Il se trouve qu’en 1919, le père de von Braun occupait le poste de chef de la police par intérim (Kommissarischer Polizeipräsident), à Stettin.
Klaus Riedel, Helmut Grottrüp, son frère Magnus von Braun, et Hannes Lührsen seront également mis en état d’arrestation et incarcérés dans les locaux de la Gestapo de Stettin.
Le 23 mars, le jour de l’anniversaire de von Braun, son chauffeur accompagné de quelques amis de Peenemünde lui emmènent des fleurs et des cadeaux. Ses geôliers lui feront passer les paquets, et il sera autorisé à partager les colis de nourriture avec ses compagnons. Chacun dans sa propre cellule, sans pouvoir communiquer.
Magnus von Braun est libéré quelques jours plus tard, il s’agit d’une méprise, une erreur, lui dira-t-on.

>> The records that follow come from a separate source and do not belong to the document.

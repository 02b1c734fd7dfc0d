//! Global Configuration (~/.tl/config.toml)
//!
//! User-level defaults for analysis and the language server. Every project
//! setting of the same name overrides these.

use crate::project::{read_config, AnalysisConfig, LspConfig};
use crate::{ConfigError, ConfigResult};
use serde::{Deserialize, Serialize};
use std::path::{Path, PathBuf};

/// Global user configuration from ~/.tl/config.toml
#[derive(Debug, Clone, Serialize, Deserialize, PartialEq, Default)]
#[serde(deny_unknown_fields)]
pub struct GlobalConfig {
    /// Analysis defaults
    #[serde(skip_serializing_if = "Option::is_none")]
    pub analysis: Option<AnalysisConfig>,

    /// LSP defaults
    #[serde(skip_serializing_if = "Option::is_none")]
    pub lsp: Option<LspConfig>,
}

impl GlobalConfig {
    /// Load global configuration from a file
    pub fn load_from_file(path: &Path) -> ConfigResult<Self> {
        let content = read_config(path)?;

        let config: Self = toml::from_str(&content).map_err(|e| ConfigError::TomlParseError {
            file: path.to_path_buf(),
            error: e,
        })?;

        config.validate()?;
        Ok(config)
    }

    /// Validate the global configuration
    pub fn validate(&self) -> ConfigResult<()> {
        if let Some(analysis) = &self.analysis {
            analysis.validate()?;
        }
        if let Some(lsp) = &self.lsp {
            lsp.validate()?;
        }
        Ok(())
    }

    /// Get the global config file path (~/.tl/config.toml)
    pub fn global_config_path() -> ConfigResult<PathBuf> {
        let home = dirs::home_dir().ok_or(ConfigError::HomeNotFound)?;
        Ok(home.join(".tl").join("config.toml"))
    }

    /// Merge another global config into this one
    /// Other config takes precedence for non-None values
    pub fn merge(&mut self, other: &GlobalConfig) {
        if let Some(analysis) = &other.analysis {
            self.analysis
                .get_or_insert_with(Default::default)
                .merge(analysis);
        }
        if let Some(lsp) = &other.lsp {
            self.lsp.get_or_insert_with(Default::default).merge(lsp);
        }
    }
}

Wernher von Braun restera en prison deux semaines. Il ne connaitra les charges retenues contre lui qu’à la fin du mois, lorsqu’il est conduit dans une salle d’interrogatoire, face à trois hommes de la Gestapo en uniforme SS. Il est accusé de haute trahison pour avoir détourné les finances du Reich pour ses projets personnels de vol dans l’espace, de sabotage du programme A4, et de vouloir fuir en Angleterre en avion avec tous les plans de la A4.
Les policiers feront même allusion à la nouvelle de science-fiction intitulée « Lunetta », du nom d’une station spatiale, qu’il avait écrit à l’âge de 17 ans, et qui fut publiée dans le magazine du Lycée Hermann Lietz de Spiekeroog. Voilà qui prouve que la Gestapo avait compilé un dossier des plus complet…
La deuxième journée de l’interrogatoire sera heureusement interrompue par la venue du général Dornberger porteur d’un document signé par Hitler en personne, une remise en liberté conditionnelle pour une durée de trois mois.
Peu après, Riedel, Gröttrup et Lührsen sont libérés à leur tour.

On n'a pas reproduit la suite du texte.